▸ **Your assignment**
The whole listing below needs to be retyped without a single change.

▸ **Records provided**
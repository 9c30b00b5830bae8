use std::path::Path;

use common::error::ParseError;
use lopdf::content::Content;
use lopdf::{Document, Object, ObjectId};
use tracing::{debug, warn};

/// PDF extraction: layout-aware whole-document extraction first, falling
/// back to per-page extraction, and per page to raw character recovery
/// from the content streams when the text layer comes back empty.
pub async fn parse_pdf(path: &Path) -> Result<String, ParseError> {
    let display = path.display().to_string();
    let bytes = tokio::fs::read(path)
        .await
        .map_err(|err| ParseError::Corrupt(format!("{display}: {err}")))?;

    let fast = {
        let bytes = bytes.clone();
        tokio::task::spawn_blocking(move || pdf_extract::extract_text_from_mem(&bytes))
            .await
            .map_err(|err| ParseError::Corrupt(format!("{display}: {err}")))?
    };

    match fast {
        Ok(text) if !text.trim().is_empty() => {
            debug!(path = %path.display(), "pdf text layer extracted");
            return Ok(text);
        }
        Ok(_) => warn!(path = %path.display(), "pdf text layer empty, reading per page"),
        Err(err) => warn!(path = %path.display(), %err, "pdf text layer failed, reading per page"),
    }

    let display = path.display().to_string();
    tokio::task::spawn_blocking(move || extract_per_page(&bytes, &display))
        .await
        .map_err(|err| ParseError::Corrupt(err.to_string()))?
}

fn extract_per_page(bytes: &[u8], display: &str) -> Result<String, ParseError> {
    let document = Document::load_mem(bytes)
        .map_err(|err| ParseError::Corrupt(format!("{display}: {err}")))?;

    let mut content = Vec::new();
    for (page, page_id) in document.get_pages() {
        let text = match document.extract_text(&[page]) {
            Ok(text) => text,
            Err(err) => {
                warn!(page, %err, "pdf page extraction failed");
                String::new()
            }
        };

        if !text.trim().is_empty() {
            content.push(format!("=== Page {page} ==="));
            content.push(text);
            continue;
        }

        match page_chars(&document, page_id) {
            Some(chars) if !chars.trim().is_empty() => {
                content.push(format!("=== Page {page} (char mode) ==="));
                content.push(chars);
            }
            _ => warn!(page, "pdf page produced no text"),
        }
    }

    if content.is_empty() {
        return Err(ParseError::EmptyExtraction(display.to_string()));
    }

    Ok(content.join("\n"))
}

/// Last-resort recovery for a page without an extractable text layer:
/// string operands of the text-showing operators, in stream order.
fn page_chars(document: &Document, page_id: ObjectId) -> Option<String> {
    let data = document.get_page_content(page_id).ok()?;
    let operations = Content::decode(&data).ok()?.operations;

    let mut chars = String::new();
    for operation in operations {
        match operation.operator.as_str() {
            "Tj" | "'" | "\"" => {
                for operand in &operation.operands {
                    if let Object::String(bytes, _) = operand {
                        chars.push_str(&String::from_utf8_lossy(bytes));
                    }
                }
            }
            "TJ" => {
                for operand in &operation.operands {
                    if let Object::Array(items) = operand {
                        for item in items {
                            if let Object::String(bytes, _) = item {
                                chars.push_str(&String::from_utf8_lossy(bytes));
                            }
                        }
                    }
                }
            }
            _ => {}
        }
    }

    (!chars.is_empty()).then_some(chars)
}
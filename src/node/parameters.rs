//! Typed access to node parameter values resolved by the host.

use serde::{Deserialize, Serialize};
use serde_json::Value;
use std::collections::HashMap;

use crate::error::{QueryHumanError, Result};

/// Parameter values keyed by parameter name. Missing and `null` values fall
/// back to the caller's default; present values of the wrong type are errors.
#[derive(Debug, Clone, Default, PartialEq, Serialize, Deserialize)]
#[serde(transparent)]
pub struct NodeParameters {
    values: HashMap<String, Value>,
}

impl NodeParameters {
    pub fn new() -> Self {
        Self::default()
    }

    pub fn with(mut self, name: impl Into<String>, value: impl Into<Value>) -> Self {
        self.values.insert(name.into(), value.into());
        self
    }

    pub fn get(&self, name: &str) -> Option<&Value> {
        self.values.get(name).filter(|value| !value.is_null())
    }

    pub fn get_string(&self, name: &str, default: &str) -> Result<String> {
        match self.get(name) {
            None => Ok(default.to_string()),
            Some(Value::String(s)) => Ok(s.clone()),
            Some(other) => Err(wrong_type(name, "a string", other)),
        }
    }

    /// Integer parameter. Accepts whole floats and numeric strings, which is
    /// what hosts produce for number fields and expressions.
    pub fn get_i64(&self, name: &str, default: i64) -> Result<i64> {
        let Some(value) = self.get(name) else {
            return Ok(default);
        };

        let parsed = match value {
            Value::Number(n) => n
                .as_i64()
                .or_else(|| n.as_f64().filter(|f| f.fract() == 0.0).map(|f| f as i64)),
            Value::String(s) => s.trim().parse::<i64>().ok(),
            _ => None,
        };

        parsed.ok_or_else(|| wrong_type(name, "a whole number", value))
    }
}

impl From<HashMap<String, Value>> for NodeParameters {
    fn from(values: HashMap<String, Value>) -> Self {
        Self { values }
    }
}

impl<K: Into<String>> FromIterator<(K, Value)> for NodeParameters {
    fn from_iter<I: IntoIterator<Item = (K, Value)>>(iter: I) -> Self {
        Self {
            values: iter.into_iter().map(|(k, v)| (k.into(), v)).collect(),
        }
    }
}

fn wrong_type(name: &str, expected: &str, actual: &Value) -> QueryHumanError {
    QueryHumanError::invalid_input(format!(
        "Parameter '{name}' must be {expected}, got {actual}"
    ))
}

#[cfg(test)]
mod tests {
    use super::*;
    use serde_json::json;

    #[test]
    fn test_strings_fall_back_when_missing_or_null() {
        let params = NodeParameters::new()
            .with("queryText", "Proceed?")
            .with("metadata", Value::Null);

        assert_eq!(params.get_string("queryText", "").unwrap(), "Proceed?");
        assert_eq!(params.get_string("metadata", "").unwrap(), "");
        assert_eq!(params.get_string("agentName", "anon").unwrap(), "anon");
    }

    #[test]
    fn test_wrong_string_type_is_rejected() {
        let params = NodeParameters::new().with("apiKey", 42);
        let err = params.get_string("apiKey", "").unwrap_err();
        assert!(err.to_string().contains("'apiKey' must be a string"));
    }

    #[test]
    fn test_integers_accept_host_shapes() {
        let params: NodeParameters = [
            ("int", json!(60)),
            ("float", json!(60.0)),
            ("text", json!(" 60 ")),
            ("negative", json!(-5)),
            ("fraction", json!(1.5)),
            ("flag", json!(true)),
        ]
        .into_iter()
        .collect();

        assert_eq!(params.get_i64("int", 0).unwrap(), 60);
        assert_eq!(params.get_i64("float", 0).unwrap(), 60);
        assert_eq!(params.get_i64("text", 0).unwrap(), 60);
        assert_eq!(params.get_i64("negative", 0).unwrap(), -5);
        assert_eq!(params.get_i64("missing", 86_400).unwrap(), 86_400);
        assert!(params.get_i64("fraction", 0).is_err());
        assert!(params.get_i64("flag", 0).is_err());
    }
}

▸ **Response for this exercise**
repository 9c30b00b5830bae8
use std::path::Path;

use common::error::ParseError;
use lopdf::content::Content;
use lopdf::{Document, Object, ObjectId};
use tracing::{debug, warn};

/// PDF extraction: layout-aware whole-document extraction first, falling
/// back to per-page extraction, and per page to raw character recovery
/// from the content streams when the text layer comes back empty.
pub async fn parse_pdf(path: &Path) -> Result<String, ParseError> {
    let display = path.display().to_string();
    let bytes = tokio::fs::read(path)
        .await
        .map_err(|err| ParseError::Corrupt(format!("{display}: {err}")))?;

    let fast = {
        let bytes = bytes.clone();
        tokio::task::spawn_blocking(move || pdf_extract::extract_text_from_mem(&bytes))
            .await
            .map_err(|err| ParseError::Corrupt(format!("{display}: {err}")))?
    };

    match fast {
        Ok(text) if !text.trim().is_empty() => {
            debug!(path = %path.display(), "pdf text layer extracted");
            return Ok(text);
        }
        Ok(_) => warn!(path = %path.display(), "pdf text layer empty, reading per page"),
        Err(err) => warn!(path = %path.display(), %err, "pdf text layer failed, reading per page"),
    }

    let display = path.display().to_string();
    tokio::task::spawn_blocking(move || extract_per_page(&bytes, &display))
        .await
        .map_err(|err| ParseError::Corrupt(err.to_string()))?
}

fn extract_per_page(bytes: &[u8], display: &str) -> Result<String, ParseError> {
    let document = Document::load_mem(bytes)
        .map_err(|err| ParseError::Corrupt(format!("{display}: {err}")))?;

    let mut content = Vec::new();
    for (page, page_id) in document.get_pages() {
        let text = match document.extract_text(&[page]) {
            Ok(text) => text,
            Err(err) => {
                warn!(page, %err, "pdf page extraction failed");
                String::new()
            }
        };

        if !text.trim().is_empty() {
            content.push(format!("=== Page {page} ==="));
            content.push(text);
            continue;
        }

        match page_chars(&document, page_id) {
            Some(chars) if !chars.trim().is_empty() => {
                content.push(format!("=== Page {page} (char mode) ==="));
                content.push(chars);
            }
            _ => warn!(page, "pdf page produced no text"),
        }
    }

    if content.is_empty() {
        return Err(ParseError::EmptyExtraction(display.to_string()));
    }

    Ok(content.join("\n"))
}

/// Last-resort recovery for a page without an extractable text layer:
/// string operands of the text-showing operators, in stream order.
fn page_chars(document: &Document, page_id: ObjectId) -> Option<String> {
    let data = document.get_page_content(page_id).ok()?;
    let operations = Content::decode(&data).ok()?.operations;

    let mut chars = String::new();
    for operation in operations {
        match operation.operator.as_str() {
            "Tj" | "'" | "\"" => {
                for operand in &operation.operands {
                    if let Object::String(bytes, _) = operand {
                        chars.push_str(&String::from_utf8_lossy(bytes));
                    }
                }
            }
            "TJ" => {
                for operand in &operation.operands {
                    if let Object::Array(items) = operand {
                        for item in items {
                            if let Object::String(bytes, _) = item {
                                chars.push_str(&String::from_utf8_lossy(bytes));
                            }
                        }
                    }
                }
            }
            _ => {}
        }
    }

    (!chars.is_empty()).then_some(chars)
}
filename src/node/parameters.rs
//! Typed access to node parameter values resolved by the host.

use serde::{Deserialize, Serialize};
use serde_json::Value;
use std::collections::HashMap;

use crate::error::{QueryHumanError, Result};

/// Parameter values keyed by parameter name. Missing and `null` values fall
/// back to the caller's default; present values of the wrong type are errors.
#[derive(Debug, Clone, Default, PartialEq, Serialize, Deserialize)]
#[serde(transparent)]
pub struct NodeParameters {
    values: HashMap<String, Value>,
}

impl NodeParameters {
    pub fn new() -> Self {
        Self::default()
    }

    pub fn with(mut self, name: impl Into<String>, value: impl Into<Value>) -> Self {
        self.values.insert(name.into(), value.into());
        self
    }

    pub fn get(&self, name: &str) -> Option<&Value> {
        self.values.get(name).filter(|value| !value.is_null())
    }

    pub fn get_string(&self, name: &str, default: &str) -> Result<String> {
        match self.get(name) {
            None => Ok(default.to_string()),
            Some(Value::String(s)) => Ok(s.clone()),
            Some(other) => Err(wrong_type(name, "a string", other)),
        }
    }

    /// Integer parameter. Accepts whole floats and numeric strings, which is
    /// what hosts produce for number fields and expressions.
    pub fn get_i64(&self, name: &str, default: i64) -> Result<i64> {
        let Some(value) = self.get(name) else {
            return Ok(default);
        };

        let parsed = match value {
            Value::Number(n) => n
                .as_i64()
                .or_else(|| n.as_f64().filter(|f| f.fract() == 0.0).map(|f| f as i64)),
            Value::String(s) => s.trim().parse::<i64>().ok(),
            _ => None,
        };

        parsed.ok_or_else(|| wrong_type(name, "a whole number", value))
    }
}

impl From<HashMap<String, Value>> for NodeParameters {
    fn from(values: HashMap<String, Value>) -> Self {
        Self { values }
    }
}

impl<K: Into<String>> FromIterator<(K, Value)> for NodeParameters {
    fn from_iter<I: IntoIterator<Item = (K, Value)>>(iter: I) -> Self {
        Self {
            values: iter.into_iter().map(|(k, v)| (k.into(), v)).collect(),
        }
    }
}

fn wrong_type(name: &str, expected: &str, actual: &Value) -> QueryHumanError {
    QueryHumanError::invalid_input(format!(
        "Parameter '{name}' must be {expected}, got {actual}"
    ))
}

#[cfg(test)]
mod tests {
    use super::*;
    use serde_json::json;

    #[test]
    fn test_strings_fall_back_when_missing_or_null() {
        let params = NodeParameters::new()
            .with("queryText", "Proceed?")
            .with("metadata", Value::Null);

        assert_eq!(params.get_string("queryText", "").unwrap(), "Proceed?");
        assert_eq!(params.get_string("metadata", "").unwrap(), "");
        assert_eq!(params.get_string("agentName", "anon").unwrap(), "anon");
    }

    #[test]
    fn test_wrong_string_type_is_rejected() {
        let params = NodeParameters::new().with("apiKey", 42);
        let err = params.get_string("apiKey", "").unwrap_err();
        assert!(err.to_string().contains("'apiKey' must be a string"));
    }

    #[test]
    fn test_integers_accept_host_shapes() {
        let params: NodeParameters = [
            ("int", json!(60)),
            ("float", json!(60.0)),
            ("text", json!(" 60 ")),
            ("negative", json!(-5)),
            ("fraction", json!(1.5)),
            ("flag", json!(true)),
        ]
        .into_iter()
        .collect();

        assert_eq!(params.get_i64("int", 0).unwrap(), 60);
        assert_eq!(params.get_i64("float", 0).unwrap(), 60);
        assert_eq!(params.get_i64("text", 0).unwrap(), 60);
        assert_eq!(params.get_i64("negative", 0).unwrap(), -5);
        assert_eq!(params.get_i64("missing", 86_400).unwrap(), 86_400);
        assert!(params.get_i64("fraction", 0).is_err());
        assert!(params.get_i64("flag", 0).is_err());
    }
}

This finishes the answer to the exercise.